Let the Rhythm Hit ’Em is the third studio album by hip hop duo Eric B. & Rakim, released on June 19, 1990. The group's sound develops further, with Rakim adopting a deeper, more aggressive tone of voice, and more mature and serious subject matter. Musically, the production ranges from smoother soulful tracks such as "In the Ghetto" to the hard-edged assault of the title track "Let the Rhythm Hit ’Em."

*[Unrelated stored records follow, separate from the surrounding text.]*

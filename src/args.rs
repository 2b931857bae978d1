use std::path::PathBuf;

use clap::{Parser, Subcommand};

#[derive(Clone, Debug, Parser)]
#[clap(infer_subcommands = true)]
pub struct Args {
    #[command(subcommand)]
    pub command: Command,
}

#[derive(Clone, Debug, Subcommand)]
pub enum Command {
    /// Runs the fastcgi worker
    Serve(ServeArgs),

    /// Validates the site configuration and templates
    Check(CheckArgs),

    /// Prints the sitemap document
    Sitemap(SitemapArgs),
}

#[derive(Clone, Debug, Parser)]
pub struct ServeArgs {
    /// site directory containing site.json and templates
    #[clap(default_value = ".")]
    pub directory: PathBuf,

    /// unix socket to listen on instead of the inherited one
    #[clap(long)]
    pub socket: Option<PathBuf>,

    /// file the worker pid is written to
    #[clap(long)]
    pub pid_file: Option<PathBuf>,
}

#[derive(Clone, Debug, Parser)]
pub struct CheckArgs {
    /// site directory containing site.json and templates
    #[clap(default_value = ".")]
    pub directory: PathBuf,
}

#[derive(Clone, Debug, Parser)]
pub struct SitemapArgs {
    /// site directory containing site.json and templates
    #[clap(default_value = ".")]
    pub directory: PathBuf,

    /// base url prefixed to every entry, overrides the configured one
    #[clap(long)]
    pub base_url: Option<String>,

    /// file to write the document to instead of stdout
    #[clap(long)]
    pub output: Option<PathBuf>,
}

The back cover features a dedication to the memories of Rakim's father William and producer Paul C., who had worked on many of the album's tracks before his murder in July 1989. Paul's protégé, Large Professor, completed his work; however, neither receive credit in the album's notes.

Production credits
Much like past Eric B. & Rakim albums, production was credited to the duo. For this album however, production was supposed to be handled by Producer Paul C. Because of his murder in 1989, his protégé, Large Professor (still an unknown beatmaker from Queens who was still in high school) was called upon to complete the album's beats. Large Professor confirmed that Paul produced the songs "Run for Cover" and "Untouchables" in full. Regarding his contributions, Large Professor confirmed that he did all of "In the Ghetto" (based around a sample Paul had given him) and "Step Back" as well as the drum programming for "No Omega" and co-production on the title track. The rest of the production is assumed to have been handled by Rakim, his brother Stevie Blass Griffin and the album engineer, Patrick Adams. Rakim confirmed that Paul C. also produced "Keep 'Em Eager to Listen" and "Set 'Em Straight". Rakim produced "No Omega" based on a sample that Paul had given him. The bonus track on the CD version, a remix of the title track, was produced by DJ Mark the 45 King, who had previously done some beats for Eric B. & Rakim's second album, Follow the Leader. Because of his involvement in the production, Large Professor was chosen by Eric B as a ghost producer for Kool G Rap & DJ Polo's second album, Wanted: Dead or Alive.

Singles
Three singles were released from the album. The first single "Let the Rhythm Hit Em" charted at #23 and #2 on the Hot R&B/Hip-Hop Songs and Hot Rap Songs, making it the most successful single of the three. The second single "In the Ghetto" charted at #82 and #10 on the Hot R&B/Hip-Hop Songs and Hot Rap Songs. The third and final single "Mahogany" did not chart on the Hot R&B/Hip-Hop Songs, but it charted on the Hot Rap Songs at #28.

Critical reception
Let the Rhythm Hit 'Em received positive to mixed reviews from critics.
Despite the fact that it did not produce any hit singles as popular as the duo's previous albums, it is considered by many to be their most coherent album, and is one of only a few rap albums that have received a 5-mic rating when it was reviewed in The Source. In 1998, the album was selected as one of The Source's 100 Best Rap Albums.

Track listing

Personnel
Credits for Follow the Leader adapted from AllMusic.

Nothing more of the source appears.